Valerie Adams of New Zealand, with 52 consecutive shot put victories to her credit, will be keen to avoid emulating Croatia’s world and Olympic discus champion Sandra Perkovic, whose IAAF Diamond League winning run was broken in Glasgow last weekend.
Adams will be mindful of the threat posed by Michelle Carter of the United States, who pushed her close in New York, and Germany’s world silver medalist Christina Schwanitz, whose season’s best of 20.22m is only 24cm short of that of Adams.
In the women’s triple jump, Caterine Ibarguen will also find her dominant position challenged by a field which includes Russia’s world indoor champion Yekaterina Koneva, whose season’s best of 14.83m is only four centimeters behind hers.
Double Olympic champion Barbora Spotakova, back in action after taking last year out to have a child, has already indicated she will soon be back at full power, having won in Lausanne with 66.72m. Kimberley Mickle of Australia and Linda Stahl of Germany look capable of offering her the strongest challenge.
Genzebe Dibaba, who set three world indoor records this winter, will be running the first Monaco IAAF Diamond League race over 5000m for women. Having won in Rome, where she clocked 14:34.99, she will be confident against a field which includes the winner of the two miles in Eugene and the 3000m in Lausanne, Mercy Cherono of Kenya.
But fellow Ethiopian Almaz Ayana, with a personal best of 14:25.84, could challenge, along with 21-year-old former Ethiopian Sifan Hassan, now running for the Netherlands, who has the best 2014 1500m time of 3:57.00 and a personal best this year of 14:59.23.
In the men’s long jump, the job of Russia’s world champion Aleksandr Menkov has been simplified by the withdrawal through injury of Jeff Henderson of the United States, who has jumped 8.43m this year. But China’s Li Jinzhe, the world indoor silver medalist with a 2014 best of 8.47m, remains.
Hansle Parchment, this year’s world leader in the 110m hurdles with 12.94, has been forced out with injury, which makes life easier for France’s Pascal Martinot-Lagarde, who has a 2014 best of 13.05. World champion David Oliver of the United States is looking to improve his season’s best of 13.21, and his compatriot Aries Merritt, the world record-holder, will also be seeking to better his season’s best of 13.78.
Kenya’s world champion Eunice Sum faces US champion Ajee Wilson in the women’s 800m.
The men’s 3000m steeplechase has lost Kenya’s world and Olympic champion Ezekiel Kemboi with a slight hamstring strain, but the field remains hugely strong on a track where Kemboi’s compatriot Brimin Kipruto set an African record in 2011 of 7:53.64, only one hundredth of a second away from the world record held by Qatar’s Saif Saaeed Shaheen.
Jairus Birech, winner in Rome and Oslo and leader of the 2014 listings with 8:02.37, looks the favorite.

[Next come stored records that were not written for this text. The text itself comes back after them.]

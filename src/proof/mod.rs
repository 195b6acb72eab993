//! Proofs place a bucket at a range under a root.
//!
//! A proof is the list of siblings met on the way from a leaf to the root,
//! each tagged with the side it sat on.
//!
//! A proof can be encoded step by step, or compressed with its side flags
//! packed into a bitvector.
mod compressed;
mod verify;

use std::fmt::{Debug, Display};

pub use compressed::CompressedProof;
pub use verify::{verify_proof, Rejection};

use crate::{
    node::{decode_size, encode_size, Bucket, Commitment, Hasher, SIZE_BYTES},
    TreeError,
};

/// Position of a proof step's sibling relative to the node being rebuilt.
#[derive(Debug, Clone, Copy, PartialEq, Eq, Hash)]
pub enum Side {
    /// The sibling precedes the node, its size counts towards the range start.
    Left,
    /// The sibling follows the node, its size is taken off the range end.
    Right,
}

impl Side {
    pub fn flag(&self) -> u8 {
        match self {
            Self::Left => 0,
            Self::Right => 1,
        }
    }

    pub fn from_flag(flag: u8) -> Option<Self> {
        match flag {
            0 => Some(Self::Left),
            1 => Some(Self::Right),
            _ => None,
        }
    }

    pub fn is_right(&self) -> bool {
        matches!(self, Self::Right)
    }
}

/// One level of a proof: the sibling bucket and its side.
pub struct ProofStep<const HASH_SIZE: usize, H: Hasher<HASH_SIZE> + Clone> {
    bucket: Bucket<HASH_SIZE, H>,
    side: Side,
}

impl<const HASH_SIZE: usize, H: Hasher<HASH_SIZE> + Clone> ProofStep<HASH_SIZE, H> {
    pub fn new(bucket: Bucket<HASH_SIZE, H>, side: Side) -> Self {
        Self { bucket, side }
    }

    pub fn bucket(&self) -> &Bucket<HASH_SIZE, H> {
        &self.bucket
    }

    pub fn side(&self) -> Side {
        self.side
    }
}

/// A merkle sum proof, ordered from the leaf up to the root.
pub struct Proof<const HASH_SIZE: usize, H: Hasher<HASH_SIZE> + Clone> {
    steps: Vec<ProofStep<HASH_SIZE, H>>,
}

impl<const HASH_SIZE: usize, H: Hasher<HASH_SIZE> + Clone> Proof<HASH_SIZE, H> {
    /// Creates a new proof from a list of steps.
    pub fn new(steps: Vec<ProofStep<HASH_SIZE, H>>) -> Self {
        Self { steps }
    }

    /// Returns the steps in the proof.
    pub fn steps(&self) -> &[ProofStep<HASH_SIZE, H>] {
        &self.steps
    }

    pub fn into_steps(self) -> Vec<ProofStep<HASH_SIZE, H>> {
        self.steps
    }

    pub fn len(&self) -> usize {
        self.steps.len()
    }

    pub fn is_empty(&self) -> bool {
        self.steps.is_empty()
    }

    /// Encodes the proof. Each step is written as its size (8 bytes big
    /// endian), the commitment length (1 byte), the commitment and the side
    /// flag (1 byte, 0 for left and 1 for right).
    pub fn encode(&self) -> Result<Vec<u8>, TreeError> {
        let mut encoded = Vec::with_capacity(
            self.steps
                .iter()
                .map(|step| SIZE_BYTES + 2 + step.bucket.commitment().len())
                .sum(),
        );
        for step in &self.steps {
            let commitment = step.bucket.commitment();
            let len = u8::try_from(commitment.len()).map_err(|_| {
                TreeError::InvalidEncoding(format!(
                    "commitment of {} bytes does not fit a 1 byte length",
                    commitment.len()
                ))
            })?;
            encoded.extend_from_slice(&encode_size(step.bucket.size())?);
            encoded.push(len);
            commitment.write_to(&mut encoded);
            encoded.push(step.side.flag());
        }
        Ok(encoded)
    }

    /// Decodes a proof written by [`Proof::encode`].
    pub fn decode(data: &[u8]) -> Result<Self, TreeError> {
        let mut steps = Vec::new();
        let mut rest = data;
        while !rest.is_empty() {
            let size = decode_size(take(&mut rest, SIZE_BYTES)?)?;
            let len = take(&mut rest, 1)?[0] as usize;
            let commitment = Commitment::from_slice(take(&mut rest, len)?).ok_or_else(|| {
                TreeError::InvalidEncoding(format!(
                    "commitment must be {} or {} bytes, got {len}",
                    HASH_SIZE,
                    2 * HASH_SIZE
                ))
            })?;
            let flag = take(&mut rest, 1)?[0];
            let side = Side::from_flag(flag)
                .ok_or_else(|| TreeError::InvalidEncoding(format!("unknown side flag {flag}")))?;
            steps.push(ProofStep::new(Bucket::new(size, commitment), side));
        }
        Ok(Self::new(steps))
    }
}

/// Splits `len` bytes off the front of `data`.
fn take<'a>(data: &mut &'a [u8], len: usize) -> Result<&'a [u8], TreeError> {
    if data.len() < len {
        return Err(TreeError::InvalidEncoding(format!(
            "unexpected end of proof: needed {len} bytes, {} left",
            data.len()
        )));
    }
    let (head, tail) = data.split_at(len);
    *data = tail;
    Ok(head)
}

impl<const HASH_SIZE: usize, H: Hasher<HASH_SIZE> + Clone> Clone for ProofStep<HASH_SIZE, H> {
    fn clone(&self) -> Self {
        Self::new(self.bucket.clone(), self.side)
    }
}

impl<const HASH_SIZE: usize, H: Hasher<HASH_SIZE> + Clone> PartialEq for ProofStep<HASH_SIZE, H> {
    fn eq(&self, other: &Self) -> bool {
        self.side == other.side && self.bucket == other.bucket
    }
}

impl<const HASH_SIZE: usize, H: Hasher<HASH_SIZE> + Clone> Eq for ProofStep<HASH_SIZE, H> {}

impl<const HASH_SIZE: usize, H: Hasher<HASH_SIZE> + Clone> Debug for ProofStep<HASH_SIZE, H> {
    fn fmt(&self, f: &mut std::fmt::Formatter<'_>) -> std::fmt::Result {
        f.debug_struct("ProofStep")
            .field("bucket", &self.bucket)
            .field("side", &self.side)
            .finish()
    }
}

impl<const HASH_SIZE: usize, H: Hasher<HASH_SIZE> + Clone> Clone for Proof<HASH_SIZE, H> {
    fn clone(&self) -> Self {
        Self::new(self.steps.clone())
    }
}

impl<const HASH_SIZE: usize, H: Hasher<HASH_SIZE> + Clone> PartialEq for Proof<HASH_SIZE, H> {
    fn eq(&self, other: &Self) -> bool {
        self.steps == other.steps
    }
}

impl<const HASH_SIZE: usize, H: Hasher<HASH_SIZE> + Clone> Eq for Proof<HASH_SIZE, H> {}

impl<const HASH_SIZE: usize, H: Hasher<HASH_SIZE> + Clone> Debug for Proof<HASH_SIZE, H> {
    fn fmt(&self, f: &mut std::fmt::Formatter<'_>) -> std::fmt::Result {
        f.debug_struct("Proof").field("steps", &self.steps).finish()
    }
}

impl<const HASH_SIZE: usize, H: Hasher<HASH_SIZE> + Clone> Display for Proof<HASH_SIZE, H> {
    fn fmt(&self, f: &mut std::fmt::Formatter<'_>) -> std::fmt::Result {
        f.write_str("Proof [")?;
        for (i, step) in self.steps.iter().enumerate() {
            if i > 0 {
                f.write_str(", ")?;
            }
            write!(f, "{:?}: {}", step.side, step.bucket)?;
        }
        f.write_str("]")
    }
}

In the men’s discus, Poland’s Piotr Malachowski leads this year’s world lists with 69.28m and wants to make an impact in what will be his last competition before next month’s European Championships in Zurich. Estonia’s former Olympic champion Gerd Kanter, with a season’s best of 64.91m, and Iran’s Ehsan Haddadi, who has thrown 65.23m this year, may have different ideas.
The women’s pole vault offers the prospect of the Olympic gold and silver medalists, respectively Jenn Suhr of the United States and Yarisley Silva of Cuba, facing each other, with Brazil’s former world champion Fabiana Murer, who has cleared 4.80m this year, also likely to figure.